Advances in both hardware and software are enabling rapid proliferation of in situ plankton imaging methods, requiring more effective machine learning approaches to image classification. Deep Learning methods, such as convolutional neural networks (CNNs), show marked improvement over traditional feature-based supervised machine learning algorithms, but require careful optimization of hyperparameters and adequate training sets. Here, we document some best practices in applying CNNs to zooplankton and marine snow images and note where our results differ from contemporary Deep Learning findings in other domains. We boost the performance of CNN classifiers by incorporating metadata of different types and illustrate how to assimilate metadata beyond simple concatenation.

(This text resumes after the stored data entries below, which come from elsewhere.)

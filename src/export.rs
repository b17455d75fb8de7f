//! Image import and export for height fields and derived maps.
//!
//! Single-channel maps (height, slope, aspect, curvature, flow, sediment)
//! share one convention: the channel is replicated into R, G and B with
//! A = 1. Files ending in `.exr` are written as 32-bit float, anything else
//! as 16-bit integer. Normal maps get their own encoding.

use std::path::Path;

use image::{ImageBuffer, Luma, Rgba};

use crate::derived::normal::NormalMap;
use crate::error::{Result, TerrainError};
use crate::heightfield::HeightField;
use crate::tilemap::Tilemap;

fn is_exr(path: &Path) -> bool {
    path.extension()
        .and_then(|e| e.to_str())
        .map(|e| e.eq_ignore_ascii_case("exr"))
        .unwrap_or(false)
}

#[inline]
fn to_u16(v: f32) -> u16 {
    (v.clamp(0.0, 1.0) * u16::MAX as f32).round() as u16
}

/// Decode any image the `image` crate understands into a height field.
/// Colour images are reduced to luminance; integer formats map to [0,1].
pub fn import_heightfield(path: &Path) -> Result<HeightField> {
    let img = image::open(path)?;
    let luma = img.to_luma32f();
    let (width, depth) = (luma.width() as usize, luma.height() as usize);
    if width == 0 || depth == 0 {
        return Err(TerrainError::InvalidInput(format!(
            "{} has no pixels",
            path.display()
        )));
    }
    tracing::debug!("decoded {} ({}x{})", path.display(), width, depth);
    HeightField::from_vec(width, depth, luma.into_raw())
}

/// Write one channel replicated into RGBA.
pub fn export_channel(map: &Tilemap<f32>, path: &Path) -> Result<()> {
    let (w, h) = (map.width as u32, map.height as u32);

    if is_exr(path) {
        let img: ImageBuffer<Rgba<f32>, Vec<f32>> = ImageBuffer::from_fn(w, h, |x, y| {
            let v = *map.get(x as usize, y as usize);
            Rgba([v, v, v, 1.0])
        });
        img.save(path)?;
    } else {
        let img: ImageBuffer<Rgba<u16>, Vec<u16>> = ImageBuffer::from_fn(w, h, |x, y| {
            let v = to_u16(*map.get(x as usize, y as usize));
            Rgba([v, v, v, u16::MAX])
        });
        img.save(path)?;
    }

    tracing::info!("exported {}x{} map to {}", w, h, path.display());
    Ok(())
}

/// Write a height field with the RGBA replicate convention.
pub fn export_heightfield(field: &HeightField, path: &Path) -> Result<()> {
    export_channel(field.tilemap(), path)
}

/// Write a packed normal map: RGB = packed normal, A = 1.
pub fn export_normal_map(map: &NormalMap, path: &Path) -> Result<()> {
    let packed = map.packed();
    let (w, h) = (packed.width as u32, packed.height as u32);

    if is_exr(path) {
        let img: ImageBuffer<Rgba<f32>, Vec<f32>> = ImageBuffer::from_fn(w, h, |x, y| {
            let [r, g, b] = *packed.get(x as usize, y as usize);
            Rgba([r, g, b, 1.0])
        });
        img.save(path)?;
    } else {
        let img: ImageBuffer<Rgba<u16>, Vec<u16>> = ImageBuffer::from_fn(w, h, |x, y| {
            let [r, g, b] = *packed.get(x as usize, y as usize);
            Rgba([to_u16(r), to_u16(g), to_u16(b), u16::MAX])
        });
        img.save(path)?;
    }

    tracing::info!("exported {}x{} normal map to {}", w, h, path.display());
    Ok(())
}

/// Write a 16-bit grayscale image. This is the on-disk tile format used by
/// image-backed terrain and the lossless way to hand a field to other tools.
pub fn export_grayscale16(field: &HeightField, path: &Path) -> Result<()> {
    let (w, h) = (field.width() as u32, field.depth() as u32);
    let img: ImageBuffer<Luma<u16>, Vec<u16>> =
        ImageBuffer::from_fn(w, h, |x, y| Luma([to_u16(field.get(x as usize, y as usize))]));
    img.save(path)?;
    Ok(())
}

#[cfg(test)]
mod tests {
    use super::*;
    use crate::derived::{normal_map, NormalParams};

    #[test]
    fn test_grayscale16_round_trip_is_close() {
        let dir = tempfile::tempdir().unwrap();
        let path = dir.path().join("ramp.png");
        let field = HeightField::from_fn(16, 8, |x, z| (x + z) as f32 / 22.0);

        export_grayscale16(&field, &path).unwrap();
        let back = import_heightfield(&path).unwrap();

        assert_eq!(back.dimensions(), (16, 8));
        for (a, b) in field.as_slice().iter().zip(back.as_slice()) {
            assert!((a - b).abs() < 1.0 / 65535.0 + 1e-6);
        }
    }

    #[test]
    fn test_export_channel_replicates_into_rgba() {
        let dir = tempfile::tempdir().unwrap();
        let path = dir.path().join("slope.png");
        let field = HeightField::from_fn(4, 4, |x, _| x as f32 / 3.0);

        export_heightfield(&field, &path).unwrap();
        let img = image::open(&path).unwrap().to_rgba16();
        let px = img.get_pixel(3, 0);
        assert_eq!(px.0, [u16::MAX, u16::MAX, u16::MAX, u16::MAX]);
        let px = img.get_pixel(0, 2);
        assert_eq!(px.0[0], 0);
        assert_eq!(px.0[3], u16::MAX);
    }

    #[test]
    fn test_import_missing_file_is_error() {
        let dir = tempfile::tempdir().unwrap();
        assert!(import_heightfield(&dir.path().join("nope.png")).is_err());
    }

    #[test]
    fn test_png_channel_round_trip() {
        let dir = tempfile::tempdir().unwrap();
        let path = dir.path().join("height.png");
        let field = HeightField::from_fn(9, 5, |x, z| (x * 5 + z) as f32 / 44.0);

        export_heightfield(&field, &path).unwrap();
        assert_eq!(image::open(&path).unwrap().color(), image::ColorType::Rgba16);
        let back = import_heightfield(&path).unwrap();

        assert_eq!(back.dimensions(), (9, 5));
        for (a, b) in field.as_slice().iter().zip(back.as_slice()) {
            assert!((a - b).abs() < 2.0 / 65535.0);
        }
    }

    #[test]
    fn test_exr_channel_keeps_float_values() {
        let dir = tempfile::tempdir().unwrap();
        let path = dir.path().join("height.exr");
        let field = HeightField::from_fn(6, 4, |x, z| 0.1 + 0.123_456 * x as f32 / 5.0 + 0.01 * z as f32);

        export_heightfield(&field, &path).unwrap();
        let img = image::open(&path).unwrap();
        assert!(matches!(
            img.color(),
            image::ColorType::Rgba32F | image::ColorType::Rgb32F
        ));

        let rgba = img.to_rgba32f();
        for z in 0..4 {
            for x in 0..6 {
                let px = rgba.get_pixel(x, z).0;
                let v = field.get(x as usize, z as usize);
                assert!((px[0] - v).abs() < 1e-6);
                assert_eq!(px[0], px[1]);
                assert_eq!(px[1], px[2]);
            }
        }
    }

    #[test]
    fn test_flat_normal_map_encodes_straight_up() {
        let dir = tempfile::tempdir().unwrap();
        let path = dir.path().join("normal.png");
        let flat = HeightField::new_with(8, 8, 0.4);
        let normals = normal_map(&flat, &NormalParams::default());

        export_normal_map(&normals, &path).unwrap();
        let img = image::open(&path).unwrap().to_rgba8();
        assert_eq!(img.dimensions(), (8, 8));
        for px in img.pixels() {
            let [r, g, b, a] = px.0;
            assert!((r as i32 - 128).abs() <= 1, "r = {}", r);
            assert!((g as i32 - 128).abs() <= 1, "g = {}", g);
            assert!(b >= 254, "b = {}", b);
            assert_eq!(a, 255);
        }
    }

    #[test]
    fn test_normal_map_exr_is_float() {
        let dir = tempfile::tempdir().unwrap();
        let path = dir.path().join("normal.exr");
        let ramp = HeightField::from_fn(8, 8, |x, _| x as f32 / 7.0);
        let normals = normal_map(&ramp, &NormalParams::default());

        export_normal_map(&normals, &path).unwrap();
        let img = image::open(&path).unwrap().to_rgba32f();
        let packed = normals.packed();
        let px = img.get_pixel(3, 3).0;
        let expected = *packed.get(3, 3);
        for c in 0..3 {
            assert!((px[c] - expected[c]).abs() < 1e-6);
        }
        // Heights rise to the east, so the normal leans west.
        assert!(px[0] < 0.5);
    }
}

We utilize both geotemporal (e.g., sample depth, location, time of day) and hydrographic (e.g., temperature, salinity, chlorophyll a) metadata and show that either type by itself, or both combined, can substantially reduce error rates. Incorporation of context metadata also boosts performance of the feature-based classifiers we evaluated: Random Forest, Extremely Randomized Trees, Gradient Boosted Classifier, Support Vector Machines, and Multilayer Perceptron. For our assessments, we use an original data set of 350,000 in situ images (roughly 50% marine snow and 50% non-snow sorted into 26 categories) from a novel in situ Zooglider. We document asymptotically increasing performance with more computationally intensive techniques, such as substantially deeper networks and artificially augmented data sets. Our best model achieves 92.3% accuracy with our 27-class data set. We provide guidance for further refinements that are likely to provide additional gains in classifier accuracy.